Section of Interventional Cardiology, MedStar Washington Hospital Center, Washington, DC; Cardiovascular Branch, Division of Intramural Research, National Heart, Lung, and Blood Institute, National Institutes of Health, Bethesda, Maryland.
Section of Interventional Cardiology, MedStar Washington Hospital Center, Washington, DC.
JACC Cardiovasc Interv. 2020 Mar 23;13(6):726-735. doi: 10.1016/j.jcin.2020.01.202.
The aim of this study was to evaluate the feasibility of coronary access and aortic valve reintervention in low-risk patients undergoing transcatheter aortic valve replacement (TAVR) with a balloon-expandable transcatheter heart valve (THV).
Younger, low-risk TAVR patients are more likely than older, higher risk patients to require coronary angiography, percutaneous coronary intervention, or aortic valve reintervention, but their THVs may impede coronary access and cause coronary obstruction during TAVR-in-TAVR.
The LRT (Low Risk TAVR) trial (NCT02628899) enrolled 200 subjects with symptomatic severe aortic stenosis to undergo TAVR using commercially available THVs. Subjects who received balloon-expandable THVs and who had 30-day cardiac computed tomographic scans were included in this study. In a subgroup, the feasibility of intentional THV crimping on the delivery catheter to pre-determine commissural alignment was tested.

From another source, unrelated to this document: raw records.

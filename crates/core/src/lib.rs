//! # Molar Core
//!
//! Core business logic for patient duplicate detection and merge.
//!
//! This crate contains pure data operations and storage:
//! - Patient document model and tenant-scoped store traits
//! - In-memory and sharded-JSON store backends
//! - Duplicate detection across phone, email and name+date-of-birth
//! - Merge resolution and the multi-step merge coordinator
//! - Domain events published after a merge
//!
//! **No API concerns**: authentication, HTTP servers and request parsing belong in `api-rest`
//! and `api-shared`.

pub mod config;
pub mod constants;
pub mod duplicates;
pub mod error;
pub mod events;
pub mod identity;
pub mod merge;
pub mod patient;
pub mod store;

pub use config::{
    patient_data_dir_from_env_value, storage_backend_from_env_value, CoreConfig, StorageBackend,
};
pub use duplicates::{DuplicateDetector, DuplicateGroup, DuplicateProbe};
pub use error::{ErrorKind, PatientError, PatientResult};
pub use events::{
    DomainEvent, EventPublisher, MemoryEventPublisher, PatientMerged, TracingEventPublisher,
};
pub use identity::{parse_patient_id, ActorId, PatientId, TenantId};
pub use merge::{MergeCoordinator, MergeRequest, MergeResolver, MergedFields};
pub use patient::{PatientRecord, PatientStatus, PatientSummary};
pub use store::{
    MatchKey, PatientReference, PatientStore, ReferenceCollection, ReferenceStore, StoreSet,
};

In the LRT trial, 168 subjects received balloon-expandable THVs and had 30-day cardiac computed tomographic scans, of which 137 were of adequate image quality for analysis. The most challenging anatomy for coronary access (THV frame above and commissural suture post in front of a coronary ostium) was observed in 9% to 13% of subjects. Intentional THV crimping did not appear to meaningfully affect commissural alignment. The THV frame extended above the sinotubular junction in 21% of subjects, and in 13%, the distance between the THV and the sinotubular junction was <2 mm, signifying that TAVR-in-TAVR may not be feasible without causing coronary obstruction.
TAVR may present challenges to future coronary access and aortic valve reintervention in a substantial number of low-risk patients.

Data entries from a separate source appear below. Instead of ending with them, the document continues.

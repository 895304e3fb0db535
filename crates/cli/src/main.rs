use anyhow::Context;
use clap::{Parser, Subcommand};
use molar_core::{
    patient_data_dir_from_env_value, ActorId, CoreConfig, MergeCoordinator, MergeRequest,
    PatientId, PatientRecord, StorageBackend, StoreSet, TenantId, TracingEventPublisher,
};
use std::path::{Path, PathBuf};
use std::sync::Arc;

#[derive(Parser)]
#[command(name = "molar")]
#[command(about = "Molar patient merge and duplicate detection CLI")]
struct Cli {
    /// Patient data directory (defaults to PATIENT_DATA_DIR, then ./patient_data)
    #[arg(long, global = true)]
    data_dir: Option<PathBuf>,

    #[command(subcommand)]
    command: Option<Commands>,
}

#[derive(Subcommand)]
enum Commands {
    /// Import patients from a JSON array of patient documents
    Import {
        #[arg(long)]
        tenant: String,
        /// Path to the JSON file
        file: PathBuf,
    },
    /// Print one patient document
    Show {
        #[arg(long)]
        tenant: String,
        /// Patient UUID
        id: String,
    },
    /// List duplicate groups in a tenant
    Duplicates {
        #[arg(long)]
        tenant: String,
    },
    /// Merge DUPLICATE into MASTER
    Merge {
        #[arg(long)]
        tenant: String,
        /// Acting user recorded on both records
        #[arg(long, default_value = "system")]
        actor: String,
        /// Surviving patient UUID
        master: String,
        /// Patient UUID to archive
        duplicate: String,
    },
}

/// Builds a storable record from an imported JSON object.
///
/// The tenant always comes from the command line. Missing `id`, `createdAt` and `updatedAt`
/// are filled in.
fn prepare_import(
    mut value: serde_json::Value,
    tenant: &TenantId,
) -> anyhow::Result<PatientRecord> {
    let obj = value
        .as_object_mut()
        .context("each imported patient must be a JSON object")?;

    obj.insert("tenantId".into(), serde_json::json!(tenant.as_str()));
    if !obj.contains_key("id") {
        obj.insert("id".into(), serde_json::json!(PatientId::new().to_string()));
    }
    let now = serde_json::json!(chrono::Utc::now());
    obj.entry("createdAt").or_insert_with(|| now.clone());
    obj.entry("updatedAt").or_insert(now);

    Ok(serde_json::from_value(value)?)
}

fn import(stores: &StoreSet, tenant: &TenantId, file: &Path) -> anyhow::Result<usize> {
    let contents = std::fs::read_to_string(file)
        .with_context(|| format!("failed to read {}", file.display()))?;
    let values: Vec<serde_json::Value> =
        serde_json::from_str(&contents).context("import file must hold a JSON array")?;

    let mut imported = 0;
    for (index, value) in values.into_iter().enumerate() {
        let record =
            prepare_import(value, tenant).with_context(|| format!("patient #{index} is invalid"))?;
        let stored = stores.patients.insert(record)?;
        println!("Imported patient: {}", stored.id);
        imported += 1;
    }
    Ok(imported)
}

fn run(data_dir: PathBuf, command: Commands) -> anyhow::Result<()> {
    let cfg = CoreConfig::new(data_dir, StorageBackend::File)?;
    let stores = StoreSet::open(&cfg)?;
    let coordinator = MergeCoordinator::from_stores(&stores, Arc::new(TracingEventPublisher));

    match command {
        Commands::Import { tenant, file } => {
            let tenant = TenantId::new(tenant)?;
            let count = import(&stores, &tenant, &file)?;
            println!("Imported {count} patients into {tenant}");
        }
        Commands::Show { tenant, id } => {
            let tenant = TenantId::new(tenant)?;
            let id = PatientId::parse(&id)?;
            let record = coordinator.patient(&tenant, &id)?;
            println!("{}", serde_json::to_string_pretty(&record)?);
        }
        Commands::Duplicates { tenant } => {
            let tenant = TenantId::new(tenant)?;
            let groups = coordinator.find_duplicates(&tenant)?;
            if groups.is_empty() {
                println!("No duplicates found.");
            }
            for group in groups {
                println!("[{}] {}", group.matched_on, group.match_key);
                for patient in group.patients {
                    println!(
                        "  ID: {}, Name: {} {}, DOB: {}",
                        patient.id, patient.first_name, patient.last_name, patient.date_of_birth
                    );
                }
            }
        }
        Commands::Merge {
            tenant,
            actor,
            master,
            duplicate,
        } => {
            let tenant = TenantId::new(tenant)?;
            let actor = ActorId::new(actor)?;
            let request = MergeRequest::parse(&master, &duplicate)?;
            let merged = coordinator.merge(&request, &tenant, &actor)?;
            println!(
                "Merged {} into {} (version {})",
                request.duplicate_id, merged.id, merged.version
            );
        }
    }

    Ok(())
}

fn main() -> anyhow::Result<()> {
    tracing_subscriber::fmt()
        .with_env_filter(
            tracing_subscriber::EnvFilter::from_default_env()
                .add_directive("molar_core=warn".parse()?),
        )
        .with_writer(std::io::stderr)
        .init();

    let cli = Cli::parse();
    let data_dir = cli
        .data_dir
        .unwrap_or_else(|| patient_data_dir_from_env_value(std::env::var("PATIENT_DATA_DIR").ok()));

    match cli.command {
        Some(command) => run(data_dir, command),
        None => {
            println!("Use 'molar --help' for commands");
            Ok(())
        }
    }
}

本研究旨在评估在接受经导管主动脉瓣置换术(TAVR)的低危患者中,使用球囊扩张式经导管心脏瓣膜(THV)进行冠状动脉入路和主动脉瓣再干预的可行性。
与年龄较大、风险较高的患者相比,年轻、低危的 TAVR 患者更有可能需要进行冠状动脉造影、经皮冠状动脉介入治疗或主动脉瓣再干预,但他们的 THV 可能会阻碍冠状动脉入路,并在 TAVR 中导致冠状动脉阻塞。

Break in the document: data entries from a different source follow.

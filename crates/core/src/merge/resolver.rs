//! Pure combination of a master and a duplicate patient.
//!
//! Master wins; the duplicate only fills gaps. Only contacts, the flat medical summary, tags
//! and notes are consolidated. Identity, person, consent and extension fields stay exactly as
//! stored on the master, so a duplicate can never replace a verified consent record.

use crate::patient::{Address, Contacts, Email, MedicalSummary, PatientRecord, Phone};
use serde::{Deserialize, Serialize};
use std::collections::{BTreeSet, HashSet};
use std::hash::Hash;

/// Field values the merged master should hold.
#[derive(Clone, Debug, PartialEq, Eq, Serialize, Deserialize)]
#[serde(rename_all = "camelCase")]
pub struct MergedFields {
    pub contacts: Contacts,
    pub medical_summary: MedicalSummary,
    pub tags: Vec<String>,
    pub notes: String,
}

impl MergedFields {
    /// The fields as currently stored on `record`.
    pub fn from_record(record: &PatientRecord) -> Self {
        Self {
            contacts: record.contacts.clone(),
            medical_summary: record.medical_summary.clone(),
            tags: record.tags.clone(),
            notes: record.notes.clone(),
        }
    }

    /// Writes the merged values onto `record`, leaving every other field alone.
    pub fn apply_to(&self, record: &mut PatientRecord) {
        record.contacts = self.contacts.clone();
        record.medical_summary = self.medical_summary.clone();
        record.tags = self.tags.clone();
        record.notes = self.notes.clone();
    }
}

#[derive(Clone, Copy, Debug, Default)]
pub struct MergeResolver;

impl MergeResolver {
    pub fn combine(master: &PatientRecord, duplicate: &PatientRecord) -> MergedFields {
        MergedFields {
            contacts: Contacts {
                phones: append_missing(
                    &master.contacts.phones,
                    &duplicate.contacts.phones,
                    |p: &Phone| p.number.clone(),
                ),
                emails: append_missing(
                    &master.contacts.emails,
                    &duplicate.contacts.emails,
                    |e: &Email| e.address.clone(),
                ),
                addresses: append_missing(
                    &master.contacts.addresses,
                    &duplicate.contacts.addresses,
                    |a: &Address| (a.street.clone(), a.city.clone()),
                ),
            },
            medical_summary: MedicalSummary {
                allergies: set_union(
                    &master.medical_summary.allergies,
                    &duplicate.medical_summary.allergies,
                ),
                medications: set_union(
                    &master.medical_summary.medications,
                    &duplicate.medical_summary.medications,
                ),
                conditions: set_union(
                    &master.medical_summary.conditions,
                    &duplicate.medical_summary.conditions,
                ),
                flags: set_union(&master.medical_summary.flags, &duplicate.medical_summary.flags),
            },
            tags: set_union(&master.tags, &duplicate.tags),
            notes: merge_notes(&master.notes, &duplicate.notes, &duplicate.id.to_string()),
        }
    }
}

/// Master entries in their original order, then duplicate entries whose key is new.
fn append_missing<T, K, F>(master: &[T], duplicate: &[T], key: F) -> Vec<T>
where
    T: Clone,
    K: Eq + Hash,
    F: Fn(&T) -> K,
{
    let mut seen: HashSet<K> = master.iter().map(&key).collect();
    let mut merged = master.to_vec();
    for item in duplicate {
        if seen.insert(key(item)) {
            merged.push(item.clone());
        }
    }
    merged
}

/// Sorted, de-duplicated union of two string lists.
fn set_union(master: &[String], duplicate: &[String]) -> Vec<String> {
    master
        .iter()
        .chain(duplicate)
        .cloned()
        .collect::<BTreeSet<_>>()
        .into_iter()
        .collect()
}

pub(crate) fn merge_separator(duplicate_id: &str) -> String {
    format!("--- Merged from patient {duplicate_id} ---")
}

fn merge_notes(master: &str, duplicate: &str, duplicate_id: &str) -> String {
    if duplicate.trim().is_empty() {
        return master.to_string();
    }
    if master.trim().is_empty() {
        return duplicate.to_string();
    }

    let block = format!("{}\n{}", merge_separator(duplicate_id), duplicate);
    // Already folded in by an earlier attempt of the same merge.
    if master.trim() == duplicate.trim() || master.contains(&block) {
        return master.to_string();
    }

    format!("{master}\n\n{block}")
}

LRT(低危 TAVR)试验(NCT02628899)纳入了 200 例有症状的严重主动脉瓣狭窄患者,使用市售的 THV 进行 TAVR。本研究纳入了接受球囊扩张式 THV 治疗且在 30 天心脏计算机断层扫描的患者。在一个亚组中,测试了在输送导管上有意卷曲 THV 以预先确定瓣叶接合处对准的可行性。
在 LRT 试验中,168 例患者接受了球囊扩张式 THV 治疗,并进行了 30 天的心脏计算机断层扫描,其中 137 例的图像质量足以进行分析。在 9%至 13%的患者中观察到冠状动脉入路最具挑战性的解剖结构(THV 框架位于冠状动脉开口上方,瓣叶接合处缝线位于冠状动脉开口前方)。故意卷曲 THV 似乎并没有显著影响瓣叶接合处的对准。在 21%的患者中,THV 框架延伸至窦管交界上方,在 13%的患者中,THV 与窦管交界之间的距离<2mm,这表明如果不导致冠状动脉阻塞,TAVR 中可能无法进行 TAVR 再干预。
在相当数量的低危患者中,TAVR 可能会对未来的冠状动脉入路和主动脉瓣再干预造成挑战。